If you have doubts about those results you can turn to Ulf Bossel's complete analysis (this docked the hydrogen ship and it has not set sail since):

The truth is that hydrogen has nowhere near the efficiency as a BEV system. It's even worse than air car technology efficiency and that is very bad.

There is a very lively (excuse the drama) thread on this forum that talks about and compares many of the options people are talking about these days including hydrogen, air car and BEVs.

If you read though to the end you will certainly hear passionate debate on both sides. Some of the posters (me included) have dug their heels in the sand and will probably never be convinced otherwise but to all new readers try to read with an open mind an make your own conclusions.

How much energy a system can store and it's ability to convert that stored energy and the difficulties in storing that energy should be a person's first concern. You cannot, for example, count on high technology to get you out of efficiency losses that are tied to the laws of physics. The compression of real gases and the resulting heat losses can only be minimized but never eliminated. They are a fact of nature and 50 more years of technical advances will not make much of a difference. For example look at the modern ICE. Everyone knows that they have horrible efficiencies of around 40 percent despite a 100 years of refinement.

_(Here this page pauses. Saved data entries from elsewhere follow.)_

#[cfg(test)]
mod tests {
    use super::*;
    use crate::config::InMemoryConfig;
    use crate::types::RecordStatus;
    use hourglass_rs::TimeSource;

    fn test_time() -> SafeTimeProvider {
        SafeTimeProvider::new(TimeSource::Test(chrono::Utc::now()))
    }

    fn government_student(year: u8) -> Student {
        Student::new("1AB22CS001", "CSE", year, Quota::Government, EntryMode::Regular)
    }

    #[test]
    fn test_generate_splits_odd_amount() {
        let mut student = government_student(2);
        let mut events = EventStore::new();

        let records =
            generate_year_records(&mut student, 2, FeeType::College, Money::new(45001), &mut events)
                .unwrap();

        assert_eq!(records.len(), 2);
        assert_eq!(records[0].semester, 3);
        assert_eq!(records[0].amount_due, Money::new(22501));
        assert_eq!(records[1].semester, 4);
        assert_eq!(records[1].amount_due, Money::new(22500));
        assert_eq!(records[0].status, RecordStatus::Pending);
    }

    #[test]
    fn test_generate_zero_annual_is_inactive() {
        let mut student = government_student(1);
        let mut events = EventStore::new();

        let records =
            generate_year_records(&mut student, 1, FeeType::Transport, Money::ZERO, &mut events)
                .unwrap();

        assert!(records.is_empty());
        assert!(student.fee_records.is_empty());
    }

    #[test]
    fn test_generate_rejects_negative_annual() {
        let mut student = government_student(1);
        let mut events = EventStore::new();

        let result = generate_year_records(
            &mut student,
            1,
            FeeType::College,
            Money::new(-1),
            &mut events,
        );
        assert!(matches!(result, Err(LedgerError::InvalidAmount { .. })));
    }

    #[test]
    fn test_generate_reprices_existing_without_resetting_paid() {
        let mut student = government_student(1);
        let mut events = EventStore::new();

        generate_year_records(&mut student, 1, FeeType::College, Money::new(50000), &mut events)
            .unwrap();
        student.fee_records[0].post(Money::new(25000), "CASH", "R1", chrono::Utc::now());

        let records =
            generate_year_records(&mut student, 1, FeeType::College, Money::new(60000), &mut events)
                .unwrap();

        assert_eq!(student.fee_records.len(), 2);
        assert_eq!(records[0].amount_due, Money::new(30000));
        assert_eq!(records[0].amount_paid, Money::new(25000));
        assert_eq!(records[0].status, RecordStatus::Partial);
    }

    #[test]
    fn test_enroll_government_uses_default_rate() {
        let time = test_time();
        let mut events = EventStore::new();

        let student = enroll(
            EnrollmentRequest {
                usn: "1AB22CS007".to_string(),
                department: "ECE".to_string(),
                current_year: 1,
                quota: Quota::Government,
                entry: EntryMode::Regular,
                transport_opted: true,
                hostel_opted: false,
                assigned_college_fee: None,
                assigned_transport_fee: Some(Money::new(12000)),
                assigned_hostel_fee: None,
            },
            Money::new(70000),
            &time,
            &mut events,
        )
        .unwrap();

        assert_eq!(student.annual_college_fee, Money::new(70000));
        assert_eq!(student.college_fee_due, Money::new(70000));
        assert_eq!(student.transport_fee_due, Money::new(12000));
        assert_eq!(student.hostel_fee_due, Money::ZERO);
        // two college + two transport semester records
        assert_eq!(student.fee_records.len(), 4);
        assert_eq!(
            student.record_for(1, 1, FeeType::College).unwrap().amount_due,
            Money::new(35000)
        );
    }

    #[test]
    fn test_enroll_management_uses_assigned_rate() {
        let time = test_time();
        let mut events = EventStore::new();

        let student = enroll(
            EnrollmentRequest {
                usn: "1AB22ME019".to_string(),
                department: "MECH".to_string(),
                current_year: 1,
                quota: Quota::Management,
                entry: EntryMode::Regular,
                transport_opted: false,
                hostel_opted: false,
                assigned_college_fee: Some(Money::new(120000)),
                assigned_transport_fee: None,
                assigned_hostel_fee: None,
            },
            Money::new(70000),
            &time,
            &mut events,
        )
        .unwrap();

        assert_eq!(student.annual_college_fee, Money::new(120000));
        assert_eq!(student.fee_records.len(), 2);
    }

    #[test]
    fn test_apply_government_rate_filters_and_persists() {
        let mut events = EventStore::new();
        let mut config = InMemoryConfig::default();

        let mut students = vec![
            government_student(2),
            {
                let mut s = Student::new("1AB22CS002", "CSE", 2, Quota::Management, EntryMode::Regular);
                s.annual_college_fee = Money::new(120000);
                s
            },
            government_student(3),
        ];

        let updated = apply_government_rate(
            &mut students,
            2,
            Money::new(80000),
            &mut config,
            &mut events,
        )
        .unwrap();

        assert_eq!(updated, 1);
        assert_eq!(students[0].annual_college_fee, Money::new(80000));
        assert_eq!(students[0].college_fee_due, Money::new(80000));
        assert_eq!(
            students[0].record_for(2, 3, FeeType::College).unwrap().amount_due,
            Money::new(40000)
        );
        // management and other-year students untouched
        assert_eq!(students[1].annual_college_fee, Money::new(120000));
        assert!(students[2].fee_records.is_empty());
        assert_eq!(config.default_government_fee().unwrap(), Money::new(80000));
    }

    #[test]
    fn test_assign_category_fee_opts_in_and_bills() {
        let mut student = government_student(2);
        let mut events = EventStore::new();

        assign_category_fee(&mut student, FeeType::Hostel, Money::new(40000), &mut events)
            .unwrap();

        assert!(student.hostel_opted);
        assert_eq!(student.hostel_fee_due, Money::new(40000));
        let record = student.record_for(2, 3, FeeType::Hostel).unwrap();
        assert_eq!(record.amount_due, Money::new(40000));
        assert_eq!(record.status, RecordStatus::Pending);
    }

    #[test]
    fn test_assign_category_rejects_college() {
        let mut student = government_student(1);
        let mut events = EventStore::new();

        let result =
            assign_category_fee(&mut student, FeeType::College, Money::new(1000), &mut events);
        assert!(matches!(result, Err(LedgerError::CategoryNotBillable { .. })));
    }

    #[test]
    fn test_bulk_assignment_skips_already_billed() {
        let mut events = EventStore::new();
        let mut students = vec![government_student(3), {
            let mut s = Student::new("1AB20CS044", "CSE", 3, Quota::Government, EntryMode::Regular);
            assign_category_fee(&mut s, FeeType::Placement, Money::new(5000), &mut events)
                .unwrap();
            s
        }];

        let assigned = assign_bulk_category_fee(
            &mut students,
            3,
            FeeType::Placement,
            Money::new(5000),
            &mut events,
        )
        .unwrap();

        assert_eq!(assigned, 1);
        assert_eq!(students[1].placement_fee_due, Money::new(5000));
    }

    #[test]
    fn test_disable_category_keeps_records() {
        let mut student = government_student(2);
        let mut events = EventStore::new();
        assign_category_fee(&mut student, FeeType::Transport, Money::new(9000), &mut events)
            .unwrap();

        disable_category(&mut student, FeeType::Transport);

        assert!(!student.transport_opted);
        assert_eq!(student.fee_records.len(), 1);
        assert_eq!(student.transport_fee_due, Money::new(9000));
    }
}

When you are converting energy from one form to another and especially when dealing with heat conversions or working with compressible gasses there are inherent losses. If someone is trying to convince you otherwise please go talk to a physics teacher or maybe check out the following primer on energy by Rick Miley. He has a Masters in Mechanical Engineering (MSME) and the lessons are geared at the absolute beginner. Great stuff:

This will give you the basic tools to analyze different options. The first questions you should be asking are energy and efficiency questions. Then you should be comparing other proposed options. Sometimes a poor efficiency system is chosen like our current petroleum systems. This happened because oil is an amazing liquid (just watch the video by Rick) that stores unbelievable amounts of chemical energy. Most other alternative energy options do not have this luxury. It will take great effort by many scientists and engineers to come up with a workable alternative to oil.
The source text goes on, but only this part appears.